-------- RECORDS --------
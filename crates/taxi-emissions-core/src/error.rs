use thiserror::Error;

use taxi_emissions_parser::NormalizeError;

use crate::analysis::AnalysisError;
use crate::config::ConfigError;
use crate::emissions::EmissionsError;
use crate::enrichment::EnrichmentError;
use crate::plot::PlotError;
use crate::store::StoreError;
use crate::window::WindowError;

#[derive(Error, Debug)]
pub enum PipelineError {
    #[error(transparent)]
    Normalize(#[from] NormalizeError),

    #[error(transparent)]
    Emissions(#[from] EmissionsError),

    #[error(transparent)]
    Enrichment(#[from] EnrichmentError),

    #[error(transparent)]
    Window(#[from] WindowError),

    #[error(transparent)]
    Analysis(#[from] AnalysisError),

    #[error(transparent)]
    Store(#[from] StoreError),

    #[error(transparent)]
    Config(#[from] ConfigError),

    #[error(transparent)]
    Plot(#[from] PlotError),

    #[error("Polars operation failed: {0}")]
    Polars(#[from] polars::error::PolarsError),

    #[error("unknown output '{0}'")]
    UnknownOutput(String),

    #[error("unknown pipeline '{0}'")]
    UnknownPipeline(String),
}

pub type Result<T> = std::result::Result<T, PipelineError>;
--------
EXERCISE GOAL:
Exactly the lines from the one containing "use crate::plot::PlotError;" through the end of the records above should be returned, with both ends kept.

RESULT FOR THIS EXERCISE:
use crate::plot::PlotError;
use crate::store::StoreError;
use crate::window::WindowError;

#[derive(Error, Debug)]
pub enum PipelineError {
    #[error(transparent)]
    Normalize(#[from] NormalizeError),

    #[error(transparent)]
    Emissions(#[from] EmissionsError),

    #[error(transparent)]
    Enrichment(#[from] EnrichmentError),

    #[error(transparent)]
    Window(#[from] WindowError),

    #[error(transparent)]
    Analysis(#[from] AnalysisError),

    #[error(transparent)]
    Store(#[from] StoreError),

    #[error(transparent)]
    Config(#[from] ConfigError),

    #[error(transparent)]
    Plot(#[from] PlotError),

    #[error("Polars operation failed: {0}")]
    Polars(#[from] polars::error::PolarsError),

    #[error("unknown output '{0}'")]
    UnknownOutput(String),

    #[error("unknown pipeline '{0}'")]
    UnknownPipeline(String),
}

pub type Result<T> = std::result::Result<T, PipelineError>;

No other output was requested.